Dans un retournement politique saisissant, des militaires gabonais ont annoncé par le biais de la télévision nationale l’annulation des élections et la dissolution des institutions en place. « Nous mettons fin au régime en place », ont-ils affirmé avec fermeté. Cette annonce fracassante a été précédée de la proclamation controversée d’Ali Bongo Ondimba, président en exercice depuis 14 ans, en tant que vainqueur pour un troisième mandat. Cependant, ces résultats ont été sévèrement contestés par l’opposition et ont alimenté un climat de tension grandissant dans le pays.
Les élections, qui comprenaient un triple scrutin présidentiel, législatif et local, ont été entachées par des retards et des dysfonctionnements majeurs. La coalition d’opposition Alternance 2023 a immédiatement crié à la fraude et a revendiqué la victoire, créant ainsi une impasse politique.
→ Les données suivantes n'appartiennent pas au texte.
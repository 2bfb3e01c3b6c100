//! Keyframe animation.
//!
//! Clips are sampled on the CPU and written into scene node transforms;
//! world matrices are refreshed by the scene afterwards.

mod clip;
mod library;
mod mixer;

pub use clip::{AnimationClip, Interpolation, Track, TrackSample, TrackValues};
pub use library::ClipLibrary;
pub use mixer::{AnimationError, AnimationMixer};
Dans un geste sans précédent, le gouvernement a réagi en coupant l’accès à Internet et en restreignant la liberté des médias, dont RFI, F24 et TV5, dans une tentative d’étouffer les appels à la protestation.
Le taux de participation de 56,65% aux élections témoigne de l’importance du scrutin pour la population gabonaise. Cependant, la victoire d’Ali Bongo avec 64,27% des voix a été vivement contestée, en particulier par son principal rival, Albert Ondo Ossa, qui a obtenu 30,77% des suffrages exprimés. La marge de victoire étroite du président sortant lors des élections précédentes en 2016 avait déjà suscité des tensions politiques et sociales.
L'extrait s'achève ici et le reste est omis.